• _PROBLEM TO SOLVE_
The data needs to be returned in full, exactly as it reads.

== Segment start ==

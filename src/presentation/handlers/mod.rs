// Copyright (c) 2025 Kirky.X
//
// Licensed under the MIT License
// See LICENSE file in the project root for full license information.

/// HTTP请求处理器模块
///
/// 包含各个API端点的具体处理逻辑
pub mod index_handler;
pub mod search_handler;
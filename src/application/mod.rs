// Copyright (c) 2025 Kirky.X
//
// Licensed under the MIT License
// See LICENSE file in the project root for full license information.

/// 应用程序模块
///
/// 包含应用程序的用例实现与数据传输对象
/// 用例组合领域服务与基础设施，处理器只依赖用例
pub mod dto;
pub mod use_cases;
//! Argument splitting and address extraction shared by every command
//! handler in [`crate::smtp::session`].

/// Splits a command's argument text on runs of spaces and colons,
/// discarding empty runs. `"FROM:<a@b> SIZE=10"` becomes
/// `["FROM", "<a@b>", "SIZE=10"]` — callers that need just the address
/// use [`find_email_in_line`] on the raw line instead.
pub fn arg_split(s: &str) -> Vec<String> {
    let mut args = Vec::new();
    let mut curr = String::new();
    for c in s.chars() {
        if c == ' ' || c == ':' {
            if !curr.is_empty() {
                args.push(std::mem::take(&mut curr));
            }
        } else {
            curr.push(c);
        }
    }
    if !curr.is_empty() {
        args.push(curr);
    }
    args
}

/// Finds the first `<...>`-bracketed address in `line` and validates it
/// loosely as `local@domain` (no whitespace, exactly the shape
/// `[^\s@]+@[^\s@]+`). Returns `None` if no bracket pair is found, the
/// brackets are out of order, or the enclosed text doesn't look like an
/// address.
///
/// The closing bracket is the *last* `>` in the line and the opening
/// bracket is the *first* `<`, so trailing parameters after the
/// address (e.g. `SIZE=...`) don't confuse the match.
pub fn find_email_in_line(line: &str) -> Option<String> {
    let mut lt: Option<usize> = None;
    let mut gt: Option<usize> = None;
    for (i, c) in line.char_indices() {
        if c == '>' {
            gt = Some(i);
        } else if c == '<' && lt.is_none() {
            lt = Some(i);
        }
    }
    let (lt, gt) = match (lt, gt) {
        (Some(lt), Some(gt)) if lt < gt => (lt, gt),
        _ => return None,
    };
    let email = &line[lt + 1..gt];
    if is_addr_shaped(email) {
        Some(email.to_string())
    } else {
        None
    }
}

/// `^[^\s@]+@[^\s@]+$`: at least one non-space non-`@` char, a single
/// `@`, then at least one more non-space non-`@` char.
fn is_addr_shaped(s: &str) -> bool {
    match s.split_once('@') {
        Some((local, domain)) => {
            !local.is_empty()
                && !domain.is_empty()
                && !local.contains('@')
                && !domain.contains('@')
                && !local.chars().any(char::is_whitespace)
                && !domain.chars().any(char::is_whitespace)
        }
        None => false,
    }
}

#[cfg(test)]
mod tests {
    use super::*;

    #[test]
    fn arg_split_on_space_and_colon() {
        assert_eq!(arg_split("RCPT TO:<a@b.com>"), vec!["RCPT", "TO", "<a@b.com>"]);
    }

    #[test]
    fn arg_split_collapses_runs() {
        assert_eq!(arg_split("MAIL  FROM:  <a@b.com>"), vec!["MAIL", "FROM", "<a@b.com>"]);
    }

    #[test]
    fn arg_split_empty_string() {
        assert!(arg_split("").is_empty());
    }

    #[test]
    fn find_email_basic() {
        assert_eq!(
            find_email_in_line("MAIL FROM:<user@example.com>"),
            Some("user@example.com".to_string())
        );
    }

    #[test]
    fn find_email_rejects_trailing_params_without_matching_shape() {
        // the last '>' in the line is used as the closing bracket, so a
        // trailing bracketed parameter after the address breaks the
        // simple local@domain shape and the match is rejected.
        assert_eq!(find_email_in_line("RCPT TO:<user@example.com> SIZE=<10000>"), None);
    }

    #[test]
    fn find_email_missing_brackets() {
        assert_eq!(find_email_in_line("MAIL FROM:user@example.com"), None);
    }

    #[test]
    fn find_email_reversed_brackets() {
        assert_eq!(find_email_in_line(">user@example.com<"), None);
    }

    #[test]
    fn find_email_rejects_no_at_sign() {
        assert_eq!(find_email_in_line("<notanaddress>"), None);
    }

    #[test]
    fn find_email_rejects_embedded_space() {
        assert_eq!(find_email_in_line("<user @example.com>"), None);
    }
}
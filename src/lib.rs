//! An embeddable inbound SMTP server: accepts TCP connections, speaks
//! enough SMTP/ESMTP to receive one mail message per session,
//! authenticates the sender via SPF, and hands the finished message to
//! an application-supplied [`smtp::mail::MailHandler`].
//!
//! The core server lives in [`smtp`] and is configured programmatically
//! through [`smtp::ListenConfig`] — that's the reusable, embeddable
//! surface. [`config`] and [`webhook`] are the demo binary's own
//! wiring: an env-var-driven `Config` and a `MailHandler` that forwards
//! parsed mail to a webhook, included here as a complete, runnable
//! example of embedding the library.

pub mod config;
pub mod smtp;
pub mod webhook;

use std::sync::Arc;

use anyhow::Result;
use log::{error, info};

use config::Config;
use smtp::{ListenConfig, Server};
use webhook::WebhookMailHandler;

/// Builds a [`ListenConfig`] from the demo [`Config`] and runs the
/// server until the process is killed or the listener fails to bind.
pub async fn run() -> Result<()> {
    info!("starting {} v{} inbound SMTP server", env!("CARGO_PKG_NAME"), env!("CARGO_PKG_VERSION"));

    let config = Config::from_env().map_err(|e| {
        error!("failed to load configuration: {e:#}");
        e
    })?;

    let mail_handler: Arc<dyn smtp::mail::MailHandler> = Arc::new(WebhookMailHandler::new(config.clone()));
    let mut listen_cfg = ListenConfig::basic(config.smtp_port, mail_handler)?;
    listen_cfg.listen_addr = format!("{}:{}", config.smtp_bind_address, config.smtp_port);
    listen_cfg.domains = config.domains.clone();
    listen_cfg.require_tls = config.require_tls;
    listen_cfg.idle_timeout = std::time::Duration::from_secs(config.idle_timeout_secs);

    let server_config = match (&config.tls_cert_path, &config.tls_key_path) {
        (Some(cert), Some(key)) => {
            smtp::tls::server_config_from_files(std::path::Path::new(cert), std::path::Path::new(key))?
        }
        _ => {
            info!("no MAIL_GATE_TLS_CERT_PATH/MAIL_GATE_TLS_KEY_PATH configured, generating a self-signed certificate for {}", listen_cfg.greet_domain);
            smtp::tls::self_signed_server_config(&listen_cfg.greet_domain)?
        }
    };
    listen_cfg.tls_acceptor = Some(smtp::tls::acceptor(server_config));

    Server::new(listen_cfg).run().await
}
//! The embedder-facing logging hook.
//!
//! The library also traces its own operation unconditionally through the
//! `log` crate, exactly as the rest of the codebase does. `LogHandler` is
//! a second, optional channel so an embedder can route session-level
//! events (a greeting, a rejected sender, a completed delivery) wherever
//! it likes without scraping `log` output.

/// Severity of a [`LogHandler`] event.
#[derive(Debug, Clone, Copy, PartialEq, Eq, Hash)]
pub enum LogLevel {
    Success,
    Debug,
    Info,
    Warn,
    Error,
    Fatal,
}

/// Receives session-level events from the connection driver.
pub trait LogHandler: Send + Sync {
    fn log(&self, level: LogLevel, msg: &str);
}

/// Forwards every event to the `log` crate at the matching level.
/// `Success` and `Fatal` don't have direct `log` equivalents, so they
/// map to `info!` and `error!` respectively.
pub struct DefaultLogHandler;

impl LogHandler for DefaultLogHandler {
    fn log(&self, level: LogLevel, msg: &str) {
        match level {
            LogLevel::Success => log::info!("{msg}"),
            LogLevel::Debug => log::debug!("{msg}"),
            LogLevel::Info => log::info!("{msg}"),
            LogLevel::Warn => log::warn!("{msg}"),
            LogLevel::Error => log::error!("{msg}"),
            LogLevel::Fatal => log::error!("{msg}"),
        }
    }
}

== Segment end ==

• _RESPONSE BELOW_
filename src/presentation/handlers/mod.rs
// Copyright (c) 2025 Kirky.X
//
// Licensed under the MIT License
// See LICENSE file in the project root for full license information.

/// HTTP请求处理器模块
///
/// 包含各个API端点的具体处理逻辑
pub mod index_handler;
pub mod search_handler;
filename src/application/mod.rs
// Copyright (c) 2025 Kirky.X
//
// Licensed under the MIT License
// See LICENSE file in the project root for full license information.

/// 应用程序模块
///
/// 包含应用程序的用例实现与数据传输对象
/// 用例组合领域服务与基础设施，处理器只依赖用例
pub mod dto;
pub mod use_cases;
//! Argument splitting and address extraction shared by every command
//! handler in [`crate::smtp::session`].

/// Splits a command's argument text on runs of spaces and colons,
/// discarding empty runs. `"FROM:<a@b> SIZE=10"` becomes
/// `["FROM", "<a@b>", "SIZE=10"]` — callers that need just the address
/// use [`find_email_in_line`] on the raw line instead.
pub fn arg_split(s: &str) -> Vec<String> {
    let mut args = Vec::new();
    let mut curr = String::new();
    for c in s.chars() {
        if c == ' ' || c == ':' {
            if !curr.is_empty() {
                args.push(std::mem::take(&mut curr));
            }
        } else {
            curr.push(c);
        }
    }
    if !curr.is_empty() {
        args.push(curr);
    }
    args
}

/// Finds the first `<...>`-bracketed address in `line` and validates it
/// loosely as `local@domain` (no whitespace, exactly the shape
/// `[^\s@]+@[^\s@]+`). Returns `None` if no bracket pair is found, the
/// brackets are out of order, or the enclosed text doesn't look like an
/// address.
///
/// The closing bracket is the *last* `>` in the line and the opening
/// bracket is the *first* `<`, so trailing parameters after the
/// address (e.g. `SIZE=...`) don't confuse the match.
pub fn find_email_in_line(line: &str) -> Option<String> {
    let mut lt: Option<usize> = None;
    let mut gt: Option<usize> = None;
    for (i, c) in line.char_indices() {
        if c == '>' {
            gt = Some(i);
        } else if c == '<' && lt.is_none() {
            lt = Some(i);
        }
    }
    let (lt, gt) = match (lt, gt) {
        (Some(lt), Some(gt)) if lt < gt => (lt, gt),
        _ => return None,
    };
    let email = &line[lt + 1..gt];
    if is_addr_shaped(email) {
        Some(email.to_string())
    } else {
        None
    }
}

/// `^[^\s@]+@[^\s@]+$`: at least one non-space non-`@` char, a single
/// `@`, then at least one more non-space non-`@` char.
fn is_addr_shaped(s: &str) -> bool {
    match s.split_once('@') {
        Some((local, domain)) => {
            !local.is_empty()
                && !domain.is_empty()
                && !local.contains('@')
                && !domain.contains('@')
                && !local.chars().any(char::is_whitespace)
                && !domain.chars().any(char::is_whitespace)
        }
        None => false,
    }
}

#[cfg(test)]
mod tests {
    use super::*;

    #[test]
    fn arg_split_on_space_and_colon() {
        assert_eq!(arg_split("RCPT TO:<a@b.com>"), vec!["RCPT", "TO", "<a@b.com>"]);
    }

    #[test]
    fn arg_split_collapses_runs() {
        assert_eq!(arg_split("MAIL  FROM:  <a@b.com>"), vec!["MAIL", "FROM", "<a@b.com>"]);
    }

    #[test]
    fn arg_split_empty_string() {
        assert!(arg_split("").is_empty());
    }

    #[test]
    fn find_email_basic() {
        assert_eq!(
            find_email_in_line("MAIL FROM:<user@example.com>"),
            Some("user@example.com".to_string())
        );
    }

    #[test]
    fn find_email_rejects_trailing_params_without_matching_shape() {
        // the last '>' in the line is used as the closing bracket, so a
        // trailing bracketed parameter after the address breaks the
        // simple local@domain shape and the match is rejected.
        assert_eq!(find_email_in_line("RCPT TO:<user@example.com> SIZE=<10000>"), None);
    }

    #[test]
    fn find_email_missing_brackets() {
        assert_eq!(find_email_in_line("MAIL FROM:user@example.com"), None);
    }

    #[test]
    fn find_email_reversed_brackets() {
        assert_eq!(find_email_in_line(">user@example.com<"), None);
    }

    #[test]
    fn find_email_rejects_no_at_sign() {
        assert_eq!(find_email_in_line("<notanaddress>"), None);
    }

    #[test]
    fn find_email_rejects_embedded_space() {
        assert_eq!(find_email_in_line("<user @example.com>"), None);
    }
}
filename src/lib.rs
//! An embeddable inbound SMTP server: accepts TCP connections, speaks
//! enough SMTP/ESMTP to receive one mail message per session,
//! authenticates the sender via SPF, and hands the finished message to
//! an application-supplied [`smtp::mail::MailHandler`].
//!
//! The core server lives in [`smtp`] and is configured programmatically
//! through [`smtp::ListenConfig`] — that's the reusable, embeddable
//! surface. [`config`] and [`webhook`] are the demo binary's own
//! wiring: an env-var-driven `Config` and a `MailHandler` that forwards
//! parsed mail to a webhook, included here as a complete, runnable
//! example of embedding the library.

pub mod config;
pub mod smtp;
pub mod webhook;

use std::sync::Arc;

use anyhow::Result;
use log::{error, info};

use config::Config;
use smtp::{ListenConfig, Server};
use webhook::WebhookMailHandler;

/// Builds a [`ListenConfig`] from the demo [`Config`] and runs the
/// server until the process is killed or the listener fails to bind.
pub async fn run() -> Result<()> {
    info!("starting {} v{} inbound SMTP server", env!("CARGO_PKG_NAME"), env!("CARGO_PKG_VERSION"));

    let config = Config::from_env().map_err(|e| {
        error!("failed to load configuration: {e:#}");
        e
    })?;

    let mail_handler: Arc<dyn smtp::mail::MailHandler> = Arc::new(WebhookMailHandler::new(config.clone()));
    let mut listen_cfg = ListenConfig::basic(config.smtp_port, mail_handler)?;
    listen_cfg.listen_addr = format!("{}:{}", config.smtp_bind_address, config.smtp_port);
    listen_cfg.domains = config.domains.clone();
    listen_cfg.require_tls = config.require_tls;
    listen_cfg.idle_timeout = std::time::Duration::from_secs(config.idle_timeout_secs);

    let server_config = match (&config.tls_cert_path, &config.tls_key_path) {
        (Some(cert), Some(key)) => {
            smtp::tls::server_config_from_files(std::path::Path::new(cert), std::path::Path::new(key))?
        }
        _ => {
            info!("no MAIL_GATE_TLS_CERT_PATH/MAIL_GATE_TLS_KEY_PATH configured, generating a self-signed certificate for {}", listen_cfg.greet_domain);
            smtp::tls::self_signed_server_config(&listen_cfg.greet_domain)?
        }
    };
    listen_cfg.tls_acceptor = Some(smtp::tls::acceptor(server_config));

    Server::new(listen_cfg).run().await
}
//! The embedder-facing logging hook.
//!
//! The library also traces its own operation unconditionally through the
//! `log` crate, exactly as the rest of the codebase does. `LogHandler` is
//! a second, optional channel so an embedder can route session-level
//! events (a greeting, a rejected sender, a completed delivery) wherever
//! it likes without scraping `log` output.

/// Severity of a [`LogHandler`] event.
#[derive(Debug, Clone, Copy, PartialEq, Eq, Hash)]
pub enum LogLevel {
    Success,
    Debug,
    Info,
    Warn,
    Error,
    Fatal,
}

/// Receives session-level events from the connection driver.
pub trait LogHandler: Send + Sync {
    fn log(&self, level: LogLevel, msg: &str);
}

/// Forwards every event to the `log` crate at the matching level.
/// `Success` and `Fatal` don't have direct `log` equivalents, so they
/// map to `info!` and `error!` respectively.
pub struct DefaultLogHandler;

impl LogHandler for DefaultLogHandler {
    fn log(&self, level: LogLevel, msg: &str) {
        match level {
            LogLevel::Success => log::info!("{msg}"),
            LogLevel::Debug => log::debug!("{msg}"),
            LogLevel::Info => log::info!("{msg}"),
            LogLevel::Warn => log::warn!("{msg}"),
            LogLevel::Error => log::error!("{msg}"),
            LogLevel::Fatal => log::error!("{msg}"),
        }
    }
}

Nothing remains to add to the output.